Start of The data

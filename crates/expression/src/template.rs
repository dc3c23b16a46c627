//! Template substitution through strings, maps, and lists.
//!
//! Two placeholder forms, resolved in priority order:
//!
//! 1. `${expression}` — a full expression, replaced with the stringified
//!    result. Resolved first so expressions can compose variable lookups.
//! 2. `{{path}}` — a dot-separated path into the variable tree.
//!
//! Missing variables behave per [`TemplateMode`]: `Strict` fails, `Lenient`
//! leaves the placeholder text untouched and continues.

use serde_json::{Map, Value};

use crate::context::EvaluationContext;
use crate::error::ExpressionError;
use crate::eval::{Evaluator, stringify};
use crate::parser::parse;

/// Missing-variable policy for template processing.
#[derive(Debug, Clone, Copy, PartialEq, Eq, Default, serde::Serialize, serde::Deserialize)]
#[serde(rename_all = "snake_case")]
pub enum TemplateMode {
    /// A missing variable or failing expression is an error.
    Strict,
    /// Placeholders that cannot be resolved are left in place.
    #[default]
    Lenient,
}

/// Substitutes template placeholders against an [`EvaluationContext`].
#[derive(Debug, Clone, Copy, Default)]
pub struct TemplateProcessor {
    evaluator: Evaluator,
}

impl TemplateProcessor {
    /// Create a new processor.
    #[must_use]
    pub fn new() -> Self {
        Self::default()
    }

    /// Process any JSON value: strings are substituted, maps and lists are
    /// processed element-wise, scalars pass through untouched.
    pub fn process(
        &self,
        value: &Value,
        context: &EvaluationContext,
        mode: TemplateMode,
    ) -> Result<Value, ExpressionError> {
        match value {
            Value::String(s) => Ok(Value::String(self.process_string(s, context, mode)?)),
            Value::Object(map) => Ok(Value::Object(self.process_map(map, context, mode, None)?)),
            Value::Array(items) => {
                let mut out = Vec::with_capacity(items.len());
                for item in items {
                    out.push(self.process(item, context, mode)?);
                }
                Ok(Value::Array(out))
            }
            scalar => Ok(scalar.clone()),
        }
    }

    /// Process a map. When `fields` is given, only the listed keys are
    /// substituted; everything else is copied verbatim.
    pub fn process_map(
        &self,
        map: &Map<String, Value>,
        context: &EvaluationContext,
        mode: TemplateMode,
        fields: Option<&[&str]>,
    ) -> Result<Map<String, Value>, ExpressionError> {
        let mut out = Map::with_capacity(map.len());
        for (key, value) in map {
            let process = fields.is_none_or(|allowed| allowed.contains(&key.as_str()));
            let processed = if process {
                self.process(value, context, mode)?
            } else {
                value.clone()
            };
            out.insert(key.clone(), processed);
        }
        Ok(out)
    }

    /// Process a single string.
    pub fn process_string(
        &self,
        input: &str,
        context: &EvaluationContext,
        mode: TemplateMode,
    ) -> Result<String, ExpressionError> {
        // Early exit: nothing that looks like a placeholder.
        if !input.contains("${") && !input.contains("{{") {
            return Ok(input.to_string());
        }
        let after_expressions = self.substitute_expressions(input, context, mode)?;
        self.substitute_paths(&after_expressions, context, mode)
    }

    /// Pass 1: `${expression}` placeholders.
    fn substitute_expressions(
        &self,
        input: &str,
        context: &EvaluationContext,
        mode: TemplateMode,
    ) -> Result<String, ExpressionError> {
        let mut out = String::with_capacity(input.len());
        let mut rest = input;

        while let Some(start) = rest.find("${") {
            out.push_str(&rest[..start]);
            let after_open = &rest[start + 2..];

            let Some(len) = matching_brace(after_open) else {
                if mode == TemplateMode::Strict {
                    return Err(ExpressionError::Template(
                        "unclosed '${' — expected closing '}'".into(),
                    ));
                }
                out.push_str(&rest[start..]);
                return Ok(out);
            };

            let source = &after_open[..len];
            let resolved = parse(source)
                .and_then(|expr| self.evaluator.eval(&expr, context));
            match resolved {
                Ok(value) => out.push_str(&stringify(&value)),
                Err(err) => {
                    if mode == TemplateMode::Strict {
                        return Err(ExpressionError::Template(format!(
                            "expression '{source}' failed: {err}"
                        )));
                    }
                    // Leave the original placeholder in place.
                    out.push_str(&rest[start..start + 2 + len + 1]);
                }
            }
            rest = &after_open[len + 1..];
        }
        out.push_str(rest);
        Ok(out)
    }

    /// Pass 2: `{{path}}` placeholders.
    fn substitute_paths(
        &self,
        input: &str,
        context: &EvaluationContext,
        mode: TemplateMode,
    ) -> Result<String, ExpressionError> {
        let mut out = String::with_capacity(input.len());
        let mut rest = input;

        while let Some(start) = rest.find("{{") {
            out.push_str(&rest[..start]);
            let after_open = &rest[start + 2..];

            let Some(end) = after_open.find("}}") else {
                if mode == TemplateMode::Strict {
                    return Err(ExpressionError::Template(
                        "unclosed '{{' — expected closing '}}'".into(),
                    ));
                }
                out.push_str(&rest[start..]);
                return Ok(out);
            };

            let path = after_open[..end].trim();
            match context.resolve_path(path) {
                Some(value) => out.push_str(&stringify(value)),
                None => {
                    if mode == TemplateMode::Strict {
                        return Err(ExpressionError::Template(format!(
                            "missing variable '{path}'"
                        )));
                    }
                    out.push_str(&rest[start..start + 2 + end + 2]);
                }
            }
            rest = &after_open[end + 2..];
        }
        out.push_str(rest);
        Ok(out)
    }
}

/// Position of the `}` matching the start of `input`, tracking nesting.
fn matching_brace(input: &str) -> Option<usize> {
    let mut depth = 1usize;
    for (i, c) in input.char_indices() {
        match c {
            '{' => depth += 1,
            '}' => {
                depth -= 1;
                if depth == 0 {
                    return Some(i);
                }
            }
            _ => {}
        }
    }
    None
}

End of The data

● Exercise: Once more, write out the entries exactly as they were written.

● Answer section:
filename crates/expression/src/template.rs
repository dc3c23b16a46c627
//! Template substitution through strings, maps, and lists.
//!
//! Two placeholder forms, resolved in priority order:
//!
//! 1. `${expression}` — a full expression, replaced with the stringified
//!    result. Resolved first so expressions can compose variable lookups.
//! 2. `{{path}}` — a dot-separated path into the variable tree.
//!
//! Missing variables behave per [`TemplateMode`]: `Strict` fails, `Lenient`
//! leaves the placeholder text untouched and continues.

use serde_json::{Map, Value};

use crate::context::EvaluationContext;
use crate::error::ExpressionError;
use crate::eval::{Evaluator, stringify};
use crate::parser::parse;

/// Missing-variable policy for template processing.
#[derive(Debug, Clone, Copy, PartialEq, Eq, Default, serde::Serialize, serde::Deserialize)]
#[serde(rename_all = "snake_case")]
pub enum TemplateMode {
    /// A missing variable or failing expression is an error.
    Strict,
    /// Placeholders that cannot be resolved are left in place.
    #[default]
    Lenient,
}

/// Substitutes template placeholders against an [`EvaluationContext`].
#[derive(Debug, Clone, Copy, Default)]
pub struct TemplateProcessor {
    evaluator: Evaluator,
}

impl TemplateProcessor {
    /// Create a new processor.
    #[must_use]
    pub fn new() -> Self {
        Self::default()
    }

    /// Process any JSON value: strings are substituted, maps and lists are
    /// processed element-wise, scalars pass through untouched.
    pub fn process(
        &self,
        value: &Value,
        context: &EvaluationContext,
        mode: TemplateMode,
    ) -> Result<Value, ExpressionError> {
        match value {
            Value::String(s) => Ok(Value::String(self.process_string(s, context, mode)?)),
            Value::Object(map) => Ok(Value::Object(self.process_map(map, context, mode, None)?)),
            Value::Array(items) => {
                let mut out = Vec::with_capacity(items.len());
                for item in items {
                    out.push(self.process(item, context, mode)?);
                }
                Ok(Value::Array(out))
            }
            scalar => Ok(scalar.clone()),
        }
    }

    /// Process a map. When `fields` is given, only the listed keys are
    /// substituted; everything else is copied verbatim.
    pub fn process_map(
        &self,
        map: &Map<String, Value>,
        context: &EvaluationContext,
        mode: TemplateMode,
        fields: Option<&[&str]>,
    ) -> Result<Map<String, Value>, ExpressionError> {
        let mut out = Map::with_capacity(map.len());
        for (key, value) in map {
            let process = fields.is_none_or(|allowed| allowed.contains(&key.as_str()));
            let processed = if process {
                self.process(value, context, mode)?
            } else {
                value.clone()
            };
            out.insert(key.clone(), processed);
        }
        Ok(out)
    }

    /// Process a single string.
    pub fn process_string(
        &self,
        input: &str,
        context: &EvaluationContext,
        mode: TemplateMode,
    ) -> Result<String, ExpressionError> {
        // Early exit: nothing that looks like a placeholder.
        if !input.contains("${") && !input.contains("{{") {
            return Ok(input.to_string());
        }
        let after_expressions = self.substitute_expressions(input, context, mode)?;
        self.substitute_paths(&after_expressions, context, mode)
    }

    /// Pass 1: `${expression}` placeholders.
    fn substitute_expressions(
        &self,
        input: &str,
        context: &EvaluationContext,
        mode: TemplateMode,
    ) -> Result<String, ExpressionError> {
        let mut out = String::with_capacity(input.len());
        let mut rest = input;

        while let Some(start) = rest.find("${") {
            out.push_str(&rest[..start]);
            let after_open = &rest[start + 2..];

            let Some(len) = matching_brace(after_open) else {
                if mode == TemplateMode::Strict {
                    return Err(ExpressionError::Template(
                        "unclosed '${' — expected closing '}'".into(),
                    ));
                }
                out.push_str(&rest[start..]);
                return Ok(out);
            };

            let source = &after_open[..len];
            let resolved = parse(source)
                .and_then(|expr| self.evaluator.eval(&expr, context));
            match resolved {
                Ok(value) => out.push_str(&stringify(&value)),
                Err(err) => {
                    if mode == TemplateMode::Strict {
                        return Err(ExpressionError::Template(format!(
                            "expression '{source}' failed: {err}"
                        )));
                    }
                    // Leave the original placeholder in place.
                    out.push_str(&rest[start..start + 2 + len + 1]);
                }
            }
            rest = &after_open[len + 1..];
        }
        out.push_str(rest);
        Ok(out)
    }

    /// Pass 2: `{{path}}` placeholders.
    fn substitute_paths(
        &self,
        input: &str,
        context: &EvaluationContext,
        mode: TemplateMode,
    ) -> Result<String, ExpressionError> {
        let mut out = String::with_capacity(input.len());
        let mut rest = input;

        while let Some(start) = rest.find("{{") {
            out.push_str(&rest[..start]);
            let after_open = &rest[start + 2..];

            let Some(end) = after_open.find("}}") else {
                if mode == TemplateMode::Strict {
                    return Err(ExpressionError::Template(
                        "unclosed '{{' — expected closing '}}'".into(),
                    ));
                }
                out.push_str(&rest[start..]);
                return Ok(out);
            };

            let path = after_open[..end].trim();
            match context.resolve_path(path) {
                Some(value) => out.push_str(&stringify(value)),
                None => {
                    if mode == TemplateMode::Strict {
                        return Err(ExpressionError::Template(format!(
                            "missing variable '{path}'"
                        )));
                    }
                    out.push_str(&rest[start..start + 2 + end + 2]);
                }
            }
            rest = &after_open[end + 2..];
        }
        out.push_str(rest);
        Ok(out)
    }
}

/// Position of the `}` matching the start of `input`, tracking nesting.
fn matching_brace(input: &str) -> Option<usize> {
    let mut depth = 1usize;
    for (i, c) in input.char_indices() {
        match c {
            '{' => depth += 1,
            '}' => {
                depth -= 1;
                if depth == 0 {
                    return Some(i);
                }
            }
            _ => {}
        }
    }
    None
}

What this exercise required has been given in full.